[Collected data entries]
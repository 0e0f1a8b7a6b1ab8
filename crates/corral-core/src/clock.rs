//! Clock abstraction for lease expiry evaluation.
//!
//! Every expiry decision in the kernel is a lazy computation over "now"
//! (`now >= staked_at + ttl`); there is no background reaper and no mutable
//! clock-driven state. Injecting the clock keeps that computation
//! deterministic under test: expiry tests advance a [`ManualClock`] instead
//! of sleeping.

use std::sync::atomic::{AtomicU64, Ordering};
use std::time::{Duration, SystemTime, UNIX_EPOCH};

/// Trait for clock implementations.
///
/// All kernel components take `&dyn Clock` (or a generic bound) rather than
/// reading `SystemTime` directly, so expiration logic can be tested
/// deterministically.
pub trait Clock: Send + Sync {
    /// Returns the current Unix timestamp in seconds.
    fn now_secs(&self) -> u64;
}

/// System clock that uses the real system time.
///
/// This is the default clock for production use.
#[derive(Debug, Clone, Copy, Default)]
pub struct SystemClock;

impl Clock for SystemClock {
    fn now_secs(&self) -> u64 {
        SystemTime::now()
            .duration_since(UNIX_EPOCH)
            .unwrap_or(Duration::ZERO)
            .as_secs()
    }
}

/// Manually advanced clock for testing.
///
/// Starts at a caller-supplied timestamp and only moves when the test calls
/// [`advance`](Self::advance) or [`set`](Self::set).
#[derive(Debug, Default)]
pub struct ManualClock {
    now: AtomicU64,
}

impl ManualClock {
    /// Creates a manual clock pinned at the given Unix timestamp.
    #[must_use]
    pub fn new(now_secs: u64) -> Self {
        Self {
            now: AtomicU64::new(now_secs),
        }
    }

    /// Advances the clock by `secs` seconds.
    pub fn advance(&self, secs: u64) {
        self.now.fetch_add(secs, Ordering::SeqCst);
    }

    /// Pins the clock to an absolute timestamp.
    pub fn set(&self, now_secs: u64) {
        self.now.store(now_secs, Ordering::SeqCst);
    }
}

impl Clock for ManualClock {
    fn now_secs(&self) -> u64 {
        self.now.load(Ordering::SeqCst)
    }
}

#[cfg(test)]
mod tests {
    use super::*;

    #[test]
    fn test_manual_clock_advances() {
        let clock = ManualClock::new(1_000);
        assert_eq!(clock.now_secs(), 1_000);
        clock.advance(30);
        assert_eq!(clock.now_secs(), 1_030);
        clock.set(500);
        assert_eq!(clock.now_secs(), 500);
    }

    #[test]
    fn test_system_clock_is_nonzero() {
        // Any real system after the epoch satisfies this.
        assert!(SystemClock.now_secs() > 0);
    }
}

PROBLEM REQUIREMENTS: All entries should be restated word for word.

RESULT:
repository 0e0f1a8b7a6b1ab8
filename crates/corral-core/src/clock.rs
//! Clock abstraction for lease expiry evaluation.
//!
//! Every expiry decision in the kernel is a lazy computation over "now"
//! (`now >= staked_at + ttl`); there is no background reaper and no mutable
//! clock-driven state. Injecting the clock keeps that computation
//! deterministic under test: expiry tests advance a [`ManualClock`] instead
//! of sleeping.

use std::sync::atomic::{AtomicU64, Ordering};
use std::time::{Duration, SystemTime, UNIX_EPOCH};

/// Trait for clock implementations.
///
/// All kernel components take `&dyn Clock` (or a generic bound) rather than
/// reading `SystemTime` directly, so expiration logic can be tested
/// deterministically.
pub trait Clock: Send + Sync {
    /// Returns the current Unix timestamp in seconds.
    fn now_secs(&self) -> u64;
}

/// System clock that uses the real system time.
///
/// This is the default clock for production use.
#[derive(Debug, Clone, Copy, Default)]
pub struct SystemClock;

impl Clock for SystemClock {
    fn now_secs(&self) -> u64 {
        SystemTime::now()
            .duration_since(UNIX_EPOCH)
            .unwrap_or(Duration::ZERO)
            .as_secs()
    }
}

/// Manually advanced clock for testing.
///
/// Starts at a caller-supplied timestamp and only moves when the test calls
/// [`advance`](Self::advance) or [`set`](Self::set).
#[derive(Debug, Default)]
pub struct ManualClock {
    now: AtomicU64,
}

impl ManualClock {
    /// Creates a manual clock pinned at the given Unix timestamp.
    #[must_use]
    pub fn new(now_secs: u64) -> Self {
        Self {
            now: AtomicU64::new(now_secs),
        }
    }

    /// Advances the clock by `secs` seconds.
    pub fn advance(&self, secs: u64) {
        self.now.fetch_add(secs, Ordering::SeqCst);
    }

    /// Pins the clock to an absolute timestamp.
    pub fn set(&self, now_secs: u64) {
        self.now.store(now_secs, Ordering::SeqCst);
    }
}

impl Clock for ManualClock {
    fn now_secs(&self) -> u64 {
        self.now.load(Ordering::SeqCst)
    }
}

#[cfg(test)]
mod tests {
    use super::*;

    #[test]
    fn test_manual_clock_advances() {
        let clock = ManualClock::new(1_000);
        assert_eq!(clock.now_secs(), 1_000);
        clock.advance(30);
        assert_eq!(clock.now_secs(), 1_030);
        clock.set(500);
        assert_eq!(clock.now_secs(), 500);
    }

    #[test]
    fn test_system_clock_is_nonzero() {
        // Any real system after the epoch satisfies this.
        assert!(SystemClock.now_secs() > 0);
    }
}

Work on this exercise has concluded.